68. Burada, ayetin devamında adından açıkça bahsedilen Hz. Zeyd (r.a) kastedilmektedir. Allah'ın ve Rasûlünün ona nasıl nimet verdiklerini anlayabilmek için Hz. Zeyd'in (r.a) hayat hikâyesini kısaca gözden geçirmek gerekir. Zeyd, Kelb kabilesinden Hârise bin Şurahbil'in oğluydu ve annesi Tay kabilesinin bir kolu olan Beni Ma'n'dan Su'dâ binti Sa'lebe idi. Zeyd sekiz yaşında iken annesi onu ailesinin yanına götürdü. Orada iken Beni Kayn bin Cesr kabilesi onlara saldırdı, mallarını talan etti, Zeyd'in de içlerinde bulunduğu bir grup adamı esir aldı. Daha sonra Beni Kayn kabilesi Zeyd'i, Taif yakınlarındaki Ukaz panayırında sattı. Onu Hz. Hatice'nin yeğenlerinden biri olan Hakim bin Hizâm satın aldı. Hakim, Zeyd'i Mekke'ye getirdi ve halasına hediye etti. Hz. Peygamber (s.a), Hz. Hatice ile evlendiğinde Zeyd'i eşinin hizmetinde buldu. İyi davranışlarından ve halinden hoşlandığı için onu eşinden istedi. Böylece bu şanslı çocuk bir kaç yıl sonra kendisine peygamberlik verilecek olan bu mükemmel insanın hizmetine girdi. Hz. Zeyd o sırada 15 yaşındaydı. Sonraları babası ve amcası onun Mekke'de olduğunu öğrendiklerinde, Hz. Muhammed'e (s.a) geldiler ve fidye karşılığı oğullarını geri almak istediler. Hz. Peygamber (s.a): "Çocuğa soracağım; sizinle mi gidecek, yoksa benimle mi kalacak, buna kendisi karar verecek. Fakat eğer benimle kalmayı tercih ederse, ben benimle kalmayı seçen birini geri göndermem." dedi. Onlar da: "Çok güzel, çocuğa sor" dediler. Hz. Peygamber (s.a) Zeyd'i çağırdı ve: "Bu adamları tanıyor musun" diye sordu. Zeyd: "Evet, biri babam, biri de amcamdır." dedi. Hz. Peygamber (s.a): "Beni de, onları da tanıyorsun. Onlarla gitmek veya dilersen benimle kalmak hususunda serbestsin." dedi. Zeyd: "Seni bırakıp da başkasıyla gitmek istemiyorum." cevabını verdi. Babası ve amcası: "Zeyd, köleliği hürlüğe ve başkalarıyla kalmayı anne-babanı ve aileni bırakmaya tecih mi ediyorsun?" diye sordular. O: "Bu adamda gördüğüm şeylerden sonra, dünyadaki hiçbir şeyi ona tercih edemem" dedi. Bu cevabı duyduklarında amcası ve babası Zeyd'in Hz. Peygamber'le (s.a) kalmasına razı oldular. Hz. Muhammed (s.a) hemen Zeyd'i azad etti ve Kâbe'de bir grup Kureyşli önünde: "Şahit olun. Şu andan itibaren Zeyd benim oğlumdur. Ben ona varisim, o da bana varistir." diye ilan etti. Bundan sonra onu Zeyd Bin Muhammed diye çağırmaya başladılar. Tüm bunlar Hz. Muhammed'e (s.a) peygamberlik gelmeden önce meydana gelmişti. Daha sonra Allah ona peygamberlik ihsan etti.

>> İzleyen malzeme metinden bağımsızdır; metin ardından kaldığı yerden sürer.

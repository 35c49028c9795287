//! # Ecotick
//!
//! Host program for the ecotick engine: wires the engine to a tokio
//! scheduler, snapshot persistence, the event log and a line-oriented
//! console.

pub mod app;
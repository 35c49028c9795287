//! Capped rolling history of per-species and global samples.

pub use ecotick_data::{GlobalSample, SpeciesSample};
use ecotick_data::SpeciesId;
use serde::{Deserialize, Serialize};
use std::collections::{BTreeMap, VecDeque};

/// FIFO buffer holding at most `cap` entries; the oldest entry is dropped on
/// overflow.
#[derive(Serialize, Deserialize, Debug, Clone, PartialEq)]
pub struct CappedSeries<T> {
    cap: usize,
    items: VecDeque<T>,
}

impl<T> CappedSeries<T> {
    #[must_use]
    pub fn new(cap: usize) -> Self {
        Self {
            cap: cap.max(1),
            items: VecDeque::with_capacity(cap.clamp(1, 1024)),
        }
    }

    pub fn push(&mut self, item: T) {
        while self.items.len() >= self.cap {
            self.items.pop_front();
        }
        self.items.push_back(item);
    }

    #[must_use]
    pub fn cap(&self) -> usize {
        self.cap
    }

    /// Changes the cap, evicting oldest entries if needed.
    pub fn set_cap(&mut self, cap: usize) {
        self.cap = cap.max(1);
        while self.items.len() > self.cap {
            self.items.pop_front();
        }
    }

    #[must_use]
    pub fn len(&self) -> usize {
        self.items.len()
    }

    #[must_use]
    pub fn is_empty(&self) -> bool {
        self.items.is_empty()
    }

    pub fn iter(&self) -> impl DoubleEndedIterator<Item = &T> + ExactSizeIterator {
        self.items.iter()
    }

    #[must_use]
    pub fn last(&self) -> Option<&T> {
        self.items.back()
    }

    /// Up to `n` most recent entries, oldest first.
    pub fn recent(&self, n: usize) -> impl Iterator<Item = &T> {
        self.items.iter().skip(self.items.len().saturating_sub(n))
    }

    pub fn clear(&mut self) {
        self.items.clear();
    }
}

impl<T: Clone> CappedSeries<T> {
    #[must_use]
    pub fn to_vec(&self) -> Vec<T> {
        self.items.iter().cloned().collect()
    }
}

#[derive(Serialize, Deserialize, Debug, Clone, PartialEq)]
pub struct History {
    cap: usize,
    species: BTreeMap<SpeciesId, CappedSeries<SpeciesSample>>,
    global: CappedSeries<GlobalSample>,
}

impl History {
    #[must_use]
    pub fn new(cap: usize) -> Self {
        Self {
            cap,
            species: BTreeMap::new(),
            global: CappedSeries::new(cap),
        }
    }

    #[must_use]
    pub fn cap(&self) -> usize {
        self.cap
    }

    pub fn set_cap(&mut self, cap: usize) {
        self.cap = cap;
        for series in self.species.values_mut() {
            series.set_cap(cap);
        }
        self.global.set_cap(cap);
    }

    pub fn record_species(&mut self, id: &str, sample: SpeciesSample) {
        let cap = self.cap;
        self.species
            .entry(id.to_string())
            .or_insert_with(|| CappedSeries::new(cap))
            .push(sample);
    }

    pub fn record_global(&mut self, sample: GlobalSample) {
        self.global.push(sample);
    }

    #[must_use]
    pub fn species(&self, id: &str) -> Option<&CappedSeries<SpeciesSample>> {
        self.species.get(id)
    }

    #[must_use]
    pub fn global(&self) -> &CappedSeries<GlobalSample> {
        &self.global
    }

    /// Population series for one species, oldest first.
    #[must_use]
    pub fn pop_series(&self, id: &str) -> Vec<usize> {
        self.species(id)
            .map(|s| s.iter().map(|x| x.pop).collect())
            .unwrap_or_default()
    }

    #[must_use]
    pub fn is_empty(&self) -> bool {
        self.global.is_empty() && self.species.values().all(CappedSeries::is_empty)
    }

    pub fn clear(&mut self) {
        self.species.clear();
        self.global.clear();
    }
}
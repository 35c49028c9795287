//! Per-individual lifecycle: aging, energy, death, feeding and reproduction.
//!
//! A species pool is walked back-to-front in place. Individuals removed ahead
//! of the cursor (prey taken from the hunter's own pool) shift the cursor so
//! each survivor is visited exactly once. Newborns are held aside and only
//! join the pool after the pass, so they are never processed in the tick they
//! are born.

use crate::config::{BreedCostPolicy, EngineConfig, HuntDrawPolicy};
use crate::population::Populations;
use crate::rng::RandomSource;
use ecotick_data::{Environment, Individual, Species, SpeciesId};
use std::collections::BTreeMap;

#[derive(Debug, Clone, Copy, PartialEq, Eq)]
pub enum DeathCause {
    Starvation,
    OldAge,
    Chance,
}

/// Tallies from one species pass.
#[derive(Debug, Clone, Default, PartialEq)]
pub struct PassOutcome {
    pub births: u32,
    pub deaths: u32,
    /// Prey removed per prey species.
    pub eaten: BTreeMap<SpeciesId, u32>,
}

/// Producers photosynthesise; consumers burn `metabolism`.
pub fn update_energy(individual: &mut Individual, species: &Species, sunlight: f64) {
    let energy = if species.is_producer {
        individual.energy + species.photo_rate * sunlight
    } else {
        individual.energy - species.metabolism
    };
    individual.set_energy(energy, species.max_energy);
}

/// Death conditions in evaluation order. The random roll is only drawn when
/// the individual survived starvation and old age.
pub fn death_cause<R: RandomSource>(
    individual: &Individual,
    species: &Species,
    rng: &mut R,
) -> Option<DeathCause> {
    if individual.energy <= 0.0 {
        Some(DeathCause::Starvation)
    } else if individual.age > species.max_age {
        Some(DeathCause::OldAge)
    } else if rng.chance(species.death_rate) {
        Some(DeathCause::Chance)
    } else {
        None
    }
}

/// Breeding success multiplier that falls as the pool fills up.
#[must_use]
pub fn density_factor(size: usize, capacity: f64, floor: f64) -> f64 {
    (1.0 - size as f64 / capacity).max(floor)
}

fn failed_hunt<R: RandomSource>(policy: HuntDrawPolicy, rng: &mut R) {
    if policy == HuntDrawPolicy::AlwaysDraw {
        rng.pick(0);
    }
}

/// Removes one random individual from `prey`. Returns whether one was caught.
pub fn hunt<R: RandomSource>(
    prey: &mut Vec<Individual>,
    policy: HuntDrawPolicy,
    rng: &mut R,
) -> bool {
    if prey.is_empty() {
        failed_hunt(policy, rng);
        return false;
    }
    let j = rng.pick(prey.len());
    prey.remove(j);
    true
}

/// Hunt inside the pool being processed, never catching the hunter at
/// `*cursor`. Keeps `*cursor` pointing at the hunter.
fn hunt_own_pool<R: RandomSource>(
    pool: &mut Vec<Individual>,
    cursor: &mut usize,
    policy: HuntDrawPolicy,
    rng: &mut R,
) -> bool {
    let others = pool.len().saturating_sub(1);
    if others == 0 {
        failed_hunt(policy, rng);
        return false;
    }
    let k = rng.pick(others);
    let j = if k >= *cursor { k + 1 } else { k };
    pool.remove(j);
    if j < *cursor {
        *cursor -= 1;
    }
    true
}

/// Runs one tick's lifecycle for every individual of `species`.
pub fn process_species<R: RandomSource>(
    species: &Species,
    populations: &mut Populations,
    env: &Environment,
    config: &EngineConfig,
    rng: &mut R,
) -> PassOutcome {
    let mut outcome = PassOutcome::default();
    let mut pool = populations.take_pool(&species.id);
    let mut newborns: Vec<Individual> = Vec::new();
    let max_energy = species.max_energy;

    let mut i = pool.len();
    while i > 0 {
        i -= 1;

        pool[i].age += 1;
        update_energy(&mut pool[i], species, env.sunlight);

        if let Some(cause) = death_cause(&pool[i], species, rng) {
            let dead = pool.remove(i);
            tracing::trace!(species = %species.id, id = dead.id, age = dead.age, ?cause, "Died");
            outcome.deaths += 1;
            continue;
        }

        // Feeding
        if species.is_consumer() && !species.diet.is_empty() && rng.chance(species.eat_rate) {
            let prey_id = &species.diet[rng.pick(species.diet.len())];
            let caught = if *prey_id == species.id {
                hunt_own_pool(&mut pool, &mut i, config.hunt_draw, rng)
            } else {
                match populations.pool_mut(prey_id) {
                    Some(prey) => hunt(prey, config.hunt_draw, rng),
                    None => {
                        failed_hunt(config.hunt_draw, rng);
                        false
                    }
                }
            };
            if caught {
                *outcome.eaten.entry(prey_id.clone()).or_insert(0) += 1;
                let energy = pool[i].energy + species.eat_gain;
                pool[i].set_energy(energy, max_energy);
            }
        }

        // Reproduction
        let size = pool.len() + newborns.len();
        if species.is_producer {
            if rng.chance(species.breed_rate * env.sunlight)
                && rng.chance(density_factor(
                    size,
                    config.producer_capacity,
                    config.min_breed_factor,
                ))
            {
                newborns.push(
                    populations.new_individual(species, max_energy * config.producer_birth_energy),
                );
                outcome.births += 1;
            }
        } else if pool[i].energy > species.breed_threshold && rng.chance(species.breed_rate) {
            if config.breed_cost == BreedCostPolicy::OnBreedRoll {
                pool[i].energy *= config.breed_cost_factor;
            }
            if rng.chance(density_factor(
                size,
                config.consumer_capacity,
                config.min_breed_factor,
            )) {
                newborns.push(
                    populations.new_individual(species, max_energy * config.consumer_birth_energy),
                );
                outcome.births += 1;
                if config.breed_cost == BreedCostPolicy::OnBirth {
                    pool[i].energy *= config.breed_cost_factor;
                }
            }
        }
    }

    pool.extend(newborns);
    populations.restore_pool(&species.id, pool);
    outcome
}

Bunu duyar duymaz hiç tereddüt etmeksizin ona inanan dört kişi vardı: Hz. Hatice, Hz. Zeyd, Hz. Ali ve Hz. Ebu Bekir (r.a). Hz. Zeyd o sıralarda 30 yaşındaydı ve 15 yıl boyunca Hz. Peygamber'e (s.a) hizmet etmişti. Hicretin dördüncü yılında Hz. Peygamber (s.a) onu halasının kızı Zeyneb ile evlendirdi, onun adına mehrini ödedi ve ev kurmaları için gerekli eşyaları temin etti.
İşte bu nedenle Allah bu ayette: "Allah'ın nimet verdiği, senin de nimet verdiğin kimse..." buyurmaktadır.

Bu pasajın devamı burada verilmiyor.